Figure taken from (12): Viral load and cell culture infectivity in 25,381 SARS-CoV-2 infections. (A) Viral loads in presymptomatic, asymptomatic, and mildly symptomatic cases (PAMS; red), hospitalized patients (blue), and other subjects (black). (B) Expected first-positive viral load and cell culture isolation probability, colored as in (A). (C) Temporal estimation with lines representing patients, colored as in (A). (D) As in (C), but colored by age.
Assessing the transmissibility and burden of SARS-CoV-2 Variants of Concern;
The future of SARS-CoV-2 will be governed by its ability to escape immunity and cause re-infection. Serious re-infections are of primary concern and no database that matches individual-level genomic, vaccination, and clinical data exists at the global scale. At this point, these studies come either from a small study population or from a few select countries where such datasets exist (Israel, United Kingdom - see Figure) 13 14, but these are usually not accessible to the wider research community. Brazil recently has made openly available vaccination status of severe infections across all municipalities which we plan to integrate with the Global.health platform. (See a detailed description of the dataset here. NB virus genomic data are still not linked in the national database.)
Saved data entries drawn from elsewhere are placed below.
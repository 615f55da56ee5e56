// SPDX-FileCopyrightText: 2026 Jukebot Contributors
// SPDX-License-Identifier: MIT OR Apache-2.0

//! Submit/poll/download/cleanup state machine for long-running generation jobs.
//!
//! The supervisor drives one video job from submission to artifact
//! persistence: Idle -> Submitted -> Polling -> {Completed, Failed}.
//! An optional prompt-rewriting pre-step ("director") runs before
//! submission, and an optional reference image is fetched into a
//! [`TempFile`] guard whose Drop deletes it on every exit path --
//! completion, terminal failure, and submission error alike.

use std::path::PathBuf;
use std::sync::Arc;
use std::time::Duration;

use jukebot_context::CommandInvocation;
use jukebot_core::types::{
    DisplayCard, JobError, JobStatus, TextRequest, VideoRequest,
};
use jukebot_core::{GenerationBackend, JukebotError};
use jukebot_media::{ArtifactStore, BROWSER_USER_AGENT, TempFile};
use serde_json::json;
use tracing::{debug, info, warn};

/// Accent color for video-generation cards.
const VIDEO_CARD_COLOR: u32 = 3_426_654;

/// States in the generation-job FSM.
#[derive(Debug, Clone, Copy, PartialEq, Eq)]
pub enum SupervisorState {
    /// No job yet.
    Idle,
    /// Submission attempted; not yet polling.
    Submitted,
    /// Waiting on the backend to reach a terminal status.
    Polling,
    /// Artifact downloaded and persisted.
    Completed,
    /// Backend reported terminal failure.
    Failed,
}

impl std::fmt::Display for SupervisorState {
    fn fmt(&self, f: &mut std::fmt::Formatter<'_>) -> std::fmt::Result {
        match self {
            SupervisorState::Idle => write!(f, "idle"),
            SupervisorState::Submitted => write!(f, "submitted"),
            SupervisorState::Polling => write!(f, "polling"),
            SupervisorState::Completed => write!(f, "completed"),
            SupervisorState::Failed => write!(f, "failed"),
        }
    }
}

/// A reference image to fetch and attach to the submission.
#[derive(Debug, Clone)]
pub struct ReferenceSource {
    pub url: String,
    pub file_name: String,
}

/// Prompt-rewriting pre-step settings.
#[derive(Debug, Clone)]
pub struct DirectorSettings {
    /// Full instruction text (already parameterized by duration).
    pub instructions: String,
    /// Text model override for the rewrite call.
    pub model: Option<String>,
}

/// Everything the supervisor needs to drive one video job.
#[derive(Debug, Clone)]
pub struct VideoJobSpec {
    pub prompt: String,
    pub model: String,
    pub seconds: String,
    pub size: String,
    pub reference: Option<ReferenceSource>,
    pub director: Option<DirectorSettings>,
}

/// Result of a completed job: persisted files plus the display card.
#[derive(Debug)]
pub struct SupervisorOutcome {
    pub files: Vec<PathBuf>,
    pub card: DisplayCard,
}

/// Drives one long-running generation job to artifact persistence.
///
/// One supervisor instance handles exactly one job; nothing is shared
/// between concurrent invocations except the backend client.
pub struct GenerationSupervisor {
    backend: Arc<dyn GenerationBackend>,
    artifacts: Arc<ArtifactStore>,
    poll_interval: Duration,
    state: SupervisorState,
}

impl GenerationSupervisor {
    pub fn new(
        backend: Arc<dyn GenerationBackend>,
        artifacts: Arc<ArtifactStore>,
        poll_interval: Duration,
    ) -> Self {
        Self {
            backend,
            artifacts,
            poll_interval,
            state: SupervisorState::Idle,
        }
    }

    /// The current FSM state.
    pub fn state(&self) -> SupervisorState {
        self.state
    }

    /// Runs the job: optional director rewrite, optional reference fetch,
    /// submit, poll to terminal, download and persist.
    ///
    /// On terminal failure the backend's error code and message surface
    /// verbatim via [`JukebotError::JobFailed`]; a director rewrite that
    /// already happened is still written under a `FAILED-` marked name.
    /// The reference temp file is deleted on every exit path.
    pub async fn run(
        &mut self,
        ctx: &mut CommandInvocation,
        spec: VideoJobSpec,
    ) -> Result<SupervisorOutcome, JukebotError> {
        let mut description = format!("### User Input:\n> {}", spec.prompt);

        // Fetch the reference input before submission. The guard owns the
        // file for the rest of this call; Drop deletes it no matter which
        // branch returns.
        let reference_file = match &spec.reference {
            Some(source) => Some(TempFile::adopt(
                self.artifacts
                    .download(
                        &source.url,
                        &source.file_name,
                        &[("User-Agent", BROWSER_USER_AGENT)],
                    )
                    .await?,
            )),
            None => None,
        };

        // Director pre-step: one text-generation call whose output replaces
        // the submission prompt. The original stays in the description.
        let mut submission_prompt = spec.prompt.clone();
        let mut director_text = None;
        if let Some(director) = &spec.director {
            let response = self
                .backend
                .generate_text(TextRequest {
                    prompt: spec.prompt.clone(),
                    instructions: Some(director.instructions.clone()),
                    model: director.model.clone(),
                    ..TextRequest::default()
                })
                .await?;
            debug!(chars = response.text.len(), "director rewrote the prompt");
            ctx.set_param("prompt", json!(response.text));
            submission_prompt = response.text.clone();
            director_text = Some(response.text);
            description.push_str("\n### AI Director:\n`True`");
        }

        // Transition: Idle -> Submitted
        self.state = SupervisorState::Submitted;
        let job = self
            .backend
            .submit_video(VideoRequest {
                prompt: submission_prompt,
                model: spec.model.clone(),
                seconds: spec.seconds.clone(),
                size: spec.size.clone(),
                input_reference: reference_file.as_ref().map(|f| f.path().to_path_buf()),
            })
            .await?;

        info!(job_id = %job.id, model = %spec.model, "video job submitted");

        // Transition: Submitted -> Polling
        self.state = SupervisorState::Polling;
        let mut job = job;
        while !job.status.is_terminal() {
            tokio::time::sleep(self.poll_interval).await;
            job = self.backend.poll_video(&job.id).await?;
            debug!(job_id = %job.id, status = %job.status, "poll");
        }

        if job.status == JobStatus::Failed {
            self.state = SupervisorState::Failed;

            // Keep the rewritten prompt for inspection, marked as failed.
            if let Some(text) = &director_text {
                let failed_name =
                    format!("FAILED-{}-director-prompt-{}.txt", spec.model, job.id);
                self.artifacts
                    .write(ctx.id(), &failed_name, text.as_bytes())
                    .await?;
            }

            let error = job.error.unwrap_or(JobError {
                code: "unknown".to_string(),
                message: "backend reported no error detail".to_string(),
            });
            warn!(job_id = %job.id, code = %error.code, "video job failed");
            return Err(JukebotError::JobFailed {
                job_id: job.id,
                code: error.code,
                message: error.message,
            });
        }

        // Transition: Polling -> Completed
        self.state = SupervisorState::Completed;
        let bytes = self.backend.download_video(&job.id).await?;
        let video_file_name = format!("{}-{}.mp4", spec.model, job.id);
        let video_path = self
            .artifacts
            .write(ctx.id(), &video_file_name, &bytes)
            .await?;

        let mut files = vec![video_path];

        if let Some(text) = &director_text {
            let text_file_name = format!("{}-director-prompt-{}.txt", spec.model, job.id);
            files.push(
                self.artifacts
                    .write(ctx.id(), &text_file_name, text.as_bytes())
                    .await?,
            );
        }

        let mut card = DisplayCard::new(
            format!("`{}` Video Generation", spec.model),
            description,
            VIDEO_CARD_COLOR,
        );

        // Re-display the reference image as a persisted artifact; the
        // downloaded temp copy is still deleted when the guard drops.
        if let (Some(source), Some(temp)) = (&spec.reference, &reference_file) {
            let reference_bytes =
                tokio::fs::read(temp.path())
                    .await
                    .map_err(|e| JukebotError::Storage {
                        source: Box::new(e),
                    })?;
            files.push(
                self.artifacts
                    .write(ctx.id(), &source.file_name, &reference_bytes)
                    .await?,
            );
            card.image_attachment = Some(source.file_name.clone());
            card.footer = Some("Used image for reference.".to_string());
        }

        info!(job_id = %job.id, files = files.len(), "video job completed");
        Ok(SupervisorOutcome { files, card })
    }

    /// Remixes an existing job with a new prompt and drives the result to
    /// artifact persistence through the same poll/download path.
    pub async fn run_remix(
        &mut self,
        ctx: &mut CommandInvocation,
        source_job_id: &str,
        prompt: &str,
    ) -> Result<SupervisorOutcome, JukebotError> {
        let description = format!("### Remix of `{source_job_id}`:\n> {prompt}");

        // Transition: Idle -> Submitted
        self.state = SupervisorState::Submitted;
        let mut job = self.backend.remix_video(source_job_id, prompt).await?;
        ctx.set_param("remix_of", json!(source_job_id));
        info!(job_id = %job.id, source = %source_job_id, "remix job submitted");

        // Transition: Submitted -> Polling
        self.state = SupervisorState::Polling;
        while !job.status.is_terminal() {
            tokio::time::sleep(self.poll_interval).await;
            job = self.backend.poll_video(&job.id).await?;
            debug!(job_id = %job.id, status = %job.status, "poll");
        }

        if job.status == JobStatus::Failed {
            self.state = SupervisorState::Failed;
            let error = job.error.unwrap_or(JobError {
                code: "unknown".to_string(),
                message: "backend reported no error detail".to_string(),
            });
            warn!(job_id = %job.id, code = %error.code, "remix job failed");
            return Err(JukebotError::JobFailed {
                job_id: job.id,
                code: error.code,
                message: error.message,
            });
        }

        // Transition: Polling -> Completed
        self.state = SupervisorState::Completed;
        let bytes = self.backend.download_video(&job.id).await?;
        let label = if job.model.is_empty() { "remix" } else { &job.model };
        let file_name = format!("{}-{}.mp4", label, job.id);
        let path = self.artifacts.write(ctx.id(), &file_name, &bytes).await?;

        let card = DisplayCard::new(
            format!("`{label}` Video Remix"),
            description,
            VIDEO_CARD_COLOR,
        );

        info!(job_id = %job.id, "remix job completed");
        Ok(SupervisorOutcome {
            files: vec![path],
            card,
        })
    }
}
Figure taken from (14): Kaplan–Meier plot showing survival (point estimates and 95% confidence intervals) among individuals tested in the community in England with (B.1.1.7) and without SGTF, in the subset for whom SGTF was measured. The inset shows the full y-axis range.
Exposing health inequities.
How are we able to improve health for all? Or improve equitable distribution of vaccines and access to rapid diagnostic tests? It is now well established that black and hispanic populations in the United States are more vulnerable to infection and death of SARS-CoV-2 15 16. Some countries now routinely report cases, hospitalisations, and deaths broken down by race and ethnicity (the US, Brazil) but many others are lagging behind in their reporting (e.g., Germany, France). Prioritising the delivery of health services to prevent infection in the most vulnerable groups will be a priority to reduce the burden of this and future infectious diseases.
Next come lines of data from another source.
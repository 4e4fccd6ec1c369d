use std::collections::HashMap;
use std::fmt;

use tracing::debug;

use crate::codegen::ir::ShaderBinaryOp;
use crate::codegen::{CodeGenResult, CodeGenerator, ShaderExpr};
use crate::expression::{EvaluationError, Expression};
use crate::functions::{BinaryFunction, NamedConstant, UnaryFunction};

/// A cap chart owns the points where `|U| > 1 - POLAR_CAP_TOLERANCE` for an
/// `acos(U)` or `asin(U)` in the forward transforms.
pub const POLAR_CAP_TOLERANCE: f64 = 1e-6;

/// Region predicate over Cartesian positions.
#[derive(Clone, Debug, PartialEq)]
pub enum Predicate {
    Always,
    /// `|lhs| >= |rhs|`
    AbsAtLeast(Expression, Expression),
    /// `|lhs| < |rhs|`
    AbsBelow(Expression, Expression),
    /// `|arg| > limit`
    AbsAbove(Expression, f64),
}

impl Predicate {
    pub fn is_always(&self) -> bool {
        matches!(self, Predicate::Always)
    }

    pub fn eval(&self, args: &HashMap<&str, f64>) -> Result<bool, EvaluationError> {
        Ok(match self {
            Predicate::Always => true,
            Predicate::AbsAtLeast(lhs, rhs) => lhs.eval(args)?.abs() >= rhs.eval(args)?.abs(),
            Predicate::AbsBelow(lhs, rhs) => lhs.eval(args)?.abs() < rhs.eval(args)?.abs(),
            Predicate::AbsAbove(arg, limit) => arg.eval(args)?.abs() > *limit,
        })
    }

    pub fn emit(&self, gen: &mut CodeGenerator) -> CodeGenResult<ShaderExpr> {
        let mut abs = |e: &Expression| -> CodeGenResult<ShaderExpr> {
            Ok(ShaderExpr::call("abs", vec![gen.build_expression(e)?]))
        };
        Ok(match self {
            Predicate::Always => ShaderExpr::Bool(true),
            Predicate::AbsAtLeast(lhs, rhs) => ShaderExpr::binary(ShaderBinaryOp::Ge, abs(lhs)?, abs(rhs)?),
            Predicate::AbsBelow(lhs, rhs) => ShaderExpr::binary(ShaderBinaryOp::Lt, abs(lhs)?, abs(rhs)?),
            Predicate::AbsAbove(arg, limit) => {
                ShaderExpr::binary(ShaderBinaryOp::Gt, abs(arg)?, ShaderExpr::Float(*limit))
            }
        })
    }
}

impl fmt::Display for Predicate {
    fn fmt(&self, f: &mut fmt::Formatter<'_>) -> fmt::Result {
        match self {
            Predicate::Always => f.write_str("true"),
            Predicate::AbsAtLeast(lhs, rhs) => write!(f, "|{}| >= |{}|", lhs, rhs),
            Predicate::AbsBelow(lhs, rhs) => write!(f, "|{}| < |{}|", lhs, rhs),
            Predicate::AbsAbove(arg, limit) => write!(f, "|{}| > {}", arg, limit),
        }
    }
}

#[derive(Clone, Debug, PartialEq)]
pub enum ChartKind {
    Primary,
    /// The last `atan2(a, b)` rewritten as `pi/2 - atan2(b, a)`.
    Swapped,
    /// Near a polar axis. The Jacobian is taken at a point displaced along
    /// positional component `direction`.
    PolarCap { direction: usize },
}

#[derive(Clone, Debug, PartialEq)]
pub struct Chart {
    pub predicate: Predicate,
    pub forward: Vec<Expression>,
    pub kind: ChartKind,
}

/// Ordered charts, tried first-match. The last chart takes every point the
/// others reject.
#[derive(Clone, Debug, PartialEq)]
pub struct Atlas {
    charts: Vec<Chart>,
}

fn is_atan2(e: &Expression) -> bool {
    matches!(e, Expression::Function(BinaryFunction::Atan2, _, _))
}

fn is_inverse_trig(e: &Expression) -> bool {
    matches!(e, Expression::Unary(UnaryFunction::Acos | UnaryFunction::Asin, _))
}

/// The positional axis along which `arg` is furthest from `|arg| = 1`.
fn cap_direction(arg: &Expression, positional: &[&str]) -> usize {
    let mut best = (0, f64::INFINITY);
    for k in 0..positional.len() {
        let point: HashMap<&str, f64> = positional
            .iter()
            .enumerate()
            .map(|(i, name)| (*name, if i == k { 1.0 } else { 0.0 }))
            .collect();
        if let Ok(value) = arg.eval(&point) {
            if value.is_finite() && value.abs() < best.1 {
                best = (k, value.abs());
            }
        }
    }
    best.0
}

impl Atlas {
    pub fn single(forward: &[Expression]) -> Self {
        Atlas {
            charts: vec![Chart {
                predicate: Predicate::Always,
                forward: forward.to_vec(),
                kind: ChartKind::Primary,
            }],
        }
    }

    pub fn generate(forward: &[Expression], positional: &[&str]) -> Self {
        let mut charts = Vec::new();

        let mut caps: Vec<&Expression> = Vec::new();
        for f in forward {
            for found in f.find_all(is_inverse_trig) {
                if !caps.contains(&found) {
                    caps.push(found);
                }
            }
        }
        for cap in caps {
            let Expression::Unary(_, arg) = cap else { continue };
            charts.push(Chart {
                predicate: Predicate::AbsAbove(arg.as_ref().clone(), 1.0 - POLAR_CAP_TOLERANCE),
                forward: forward.to_vec(),
                kind: ChartKind::PolarCap {
                    direction: cap_direction(arg, positional),
                },
            });
        }

        let last_atan2 = forward.iter().flat_map(|f| f.find_all(is_atan2)).last().cloned();
        match last_atan2 {
            Some(Expression::Function(_, a, b)) => {
                let (a, b) = (a.as_ref(), b.as_ref());
                let half_pi = Expression::Constant(NamedConstant::Pi) / Expression::from_float(2.0);
                let swapped = half_pi - Expression::atan2(b.clone(), a.clone());
                let occurrence = Expression::atan2(a.clone(), b.clone());
                charts.push(Chart {
                    predicate: Predicate::AbsAtLeast(b.clone(), a.clone()),
                    forward: forward.to_vec(),
                    kind: ChartKind::Primary,
                });
                charts.push(Chart {
                    predicate: Predicate::AbsBelow(b.clone(), a.clone()),
                    forward: forward.iter().map(|f| f.substitute(&occurrence, &swapped)).collect(),
                    kind: ChartKind::Swapped,
                });
            }
            _ => charts.push(Chart {
                predicate: Predicate::Always,
                forward: forward.to_vec(),
                kind: ChartKind::Primary,
            }),
        }

        debug!(charts = charts.len(), "generated atlas");
        Atlas { charts }
    }

    pub fn charts(&self) -> &[Chart] {
        &self.charts
    }

    pub fn len(&self) -> usize {
        self.charts.len()
    }

    pub fn is_empty(&self) -> bool {
        self.charts.is_empty()
    }

    pub fn has_polar_caps(&self) -> bool {
        self.charts
            .iter()
            .any(|c| matches!(c.kind, ChartKind::PolarCap { .. }))
    }

    /// Index of the chart that owns `point`.
    pub fn select(&self, point: &HashMap<&str, f64>) -> Result<usize, EvaluationError> {
        for (i, chart) in self.charts.iter().enumerate() {
            if chart.predicate.eval(point)? {
                return Ok(i);
            }
        }
        Ok(self.charts.len().saturating_sub(1))
    }

    /// Whether some chart predicate holds at `point`.
    pub fn covers(&self, point: &HashMap<&str, f64>) -> Result<bool, EvaluationError> {
        for chart in &self.charts {
            if chart.predicate.eval(point)? {
                return Ok(true);
            }
        }
        Ok(false)
    }
}

#[cfg(test)]
mod tests {
    use super::*;
    use crate::syntax::parse;
    use approx::assert_relative_eq;

    fn forward(sources: &[&str]) -> Vec<Expression> {
        sources.iter().map(|s| parse(s).unwrap()).collect()
    }

    #[test]
    fn cartesian_has_single_chart() {
        let atlas = Atlas::generate(&forward(&["x", "y"]), &["x", "y"]);
        assert_eq!(atlas.len(), 1);
        assert!(atlas.charts()[0].predicate.is_always());
    }

    #[test]
    fn polar_swaps_the_angle_near_the_y_axis() {
        let f = forward(&["sqrt(x^2 + y^2)", "atan2(y, x)"]);
        let atlas = Atlas::generate(&f, &["x", "y"]);
        assert_eq!(atlas.len(), 2);
        assert_eq!(atlas.charts()[1].kind, ChartKind::Swapped);

        let east = HashMap::from([("x", 1.0), ("y", 0.0)]);
        let north = HashMap::from([("x", 0.0), ("y", 1.0)]);
        assert_eq!(atlas.select(&east).unwrap(), 0);
        assert_eq!(atlas.select(&north).unwrap(), 1);

        let point = HashMap::from([("x", 0.3), ("y", 0.9)]);
        let swapped = atlas.charts()[1].forward[1].eval(&point).unwrap();
        assert_relative_eq!(swapped, 0.9f64.atan2(0.3), epsilon = 1e-12);
    }

    #[test]
    fn spherical_gets_a_polar_cap_along_x() {
        let f = forward(&[
            "sqrt(x^2 + y^2 + z^2)",
            "acos(z / sqrt(x^2 + y^2 + z^2))",
            "atan2(y, x)",
        ]);
        let atlas = Atlas::generate(&f, &["x", "y", "z"]);
        assert_eq!(atlas.len(), 3);
        assert!(atlas.has_polar_caps());
        assert_eq!(atlas.charts()[0].kind, ChartKind::PolarCap { direction: 0 });

        let pole = HashMap::from([("x", 0.0), ("y", 0.0), ("z", 2.0)]);
        assert_eq!(atlas.select(&pole).unwrap(), 0);
        let equator = HashMap::from([("x", 1.0), ("y", 0.5), ("z", 0.0)]);
        assert_eq!(atlas.select(&equator).unwrap(), 1);
    }

    #[test]
    fn only_the_last_atan2_is_swapped() {
        let f = forward(&["atan2(y, x)", "atan2(z, x)", "z"]);
        let atlas = Atlas::generate(&f, &["x", "y", "z"]);
        let swapped = &atlas.charts()[1].forward;
        assert_eq!(swapped[0], f[0]);
        assert_ne!(swapped[1], f[1]);
    }
}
Figures (A) (B) taken from (16): Individual-level hospitalisation and death risk by age-standardised OR. (A) OR for severe acute respiratory infection (SARI) hospitalisation by race. (B) OR for SARI hospitalisation by income.
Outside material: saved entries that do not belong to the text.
impl MathLanguage {
    fn from_unary(f: UnaryFunction, a: Id) -> Self {
        match f {
            UnaryFunction::Sin => Self::Sin(a),
            UnaryFunction::Cos => Self::Cos(a),
            UnaryFunction::Tan => Self::Tan(a),
            UnaryFunction::Asin => Self::Asin(a),
            UnaryFunction::Acos => Self::Acos(a),
            UnaryFunction::Atan => Self::Atan(a),
            UnaryFunction::Sinh => Self::Sinh(a),
            UnaryFunction::Cosh => Self::Cosh(a),
            UnaryFunction::Tanh => Self::Tanh(a),
            UnaryFunction::Exp => Self::Exp(a),
            UnaryFunction::Log => Self::Log(a),
            UnaryFunction::Log2 => Self::Log2(a),
            UnaryFunction::Sqrt => Self::Sqrt(a),
            UnaryFunction::Abs => Self::Abs(a),
            UnaryFunction::Floor => Self::Floor(a),
            UnaryFunction::Ceil => Self::Ceil(a),
            UnaryFunction::Fract => Self::Fract(a),
            UnaryFunction::Sign => Self::Sign(a),
            UnaryFunction::Length => Self::Length(a),
            UnaryFunction::Normalize => Self::Normalize(a),
        }
    }

    fn as_unary(&self) -> Option<(UnaryFunction, Id)> {
        Some(match *self {
            Self::Sin(a) => (UnaryFunction::Sin, a),
            Self::Cos(a) => (UnaryFunction::Cos, a),
            Self::Tan(a) => (UnaryFunction::Tan, a),
            Self::Asin(a) => (UnaryFunction::Asin, a),
            Self::Acos(a) => (UnaryFunction::Acos, a),
            Self::Atan(a) => (UnaryFunction::Atan, a),
            Self::Sinh(a) => (UnaryFunction::Sinh, a),
            Self::Cosh(a) => (UnaryFunction::Cosh, a),
            Self::Tanh(a) => (UnaryFunction::Tanh, a),
            Self::Exp(a) => (UnaryFunction::Exp, a),
            Self::Log(a) => (UnaryFunction::Log, a),
            Self::Log2(a) => (UnaryFunction::Log2, a),
            Self::Sqrt(a) => (UnaryFunction::Sqrt, a),
            Self::Abs(a) => (UnaryFunction::Abs, a),
            Self::Floor(a) => (UnaryFunction::Floor, a),
            Self::Ceil(a) => (UnaryFunction::Ceil, a),
            Self::Fract(a) => (UnaryFunction::Fract, a),
            Self::Sign(a) => (UnaryFunction::Sign, a),
            Self::Length(a) => (UnaryFunction::Length, a),
            Self::Normalize(a) => (UnaryFunction::Normalize, a),
            _ => return None,
        })
    }

    fn from_binary(op: BinaryOp, ids: [Id; 2]) -> Self {
        match op {
            BinaryOp::Add => Self::Add(ids),
            BinaryOp::Sub => Self::Sub(ids),
            BinaryOp::Mul => Self::Mul(ids),
            BinaryOp::Div => Self::Div(ids),
            BinaryOp::Pow => Self::Pow(ids),
            BinaryOp::Mod => Self::Mod(ids),
        }
    }

    fn from_function(f: BinaryFunction, ids: [Id; 2]) -> Self {
        match f {
            BinaryFunction::Atan2 => Self::Atan2(ids),
            BinaryFunction::Min => Self::Min(ids),
            BinaryFunction::Max => Self::Max(ids),
            BinaryFunction::Dot => Self::Dot(ids),
        }
    }
}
Integrated and detailed data are essential to inform both local and global responses to combat the ongoing transmission of SARS-CoV-2, and adapt to future challenges posed to our health systems and populations. Developing an open platform that makes critical data such as these available and actionable for the international public health community is a cornerstone of Global.health’s mission.
These concepts – and possible insights for further health gains – are also applicable to a wide array of pathogens. These far-reaching and life-saving applications – and the supporting technology systems to generate, track, and combine key data in real-time –must be front-and-centre as we prepare for the next epidemic of a known threat, or the next pandemic from a previously unknown source.
David Pigott, Rebecca Katz, & Moritz Kraemer on behalf of the Global.health team.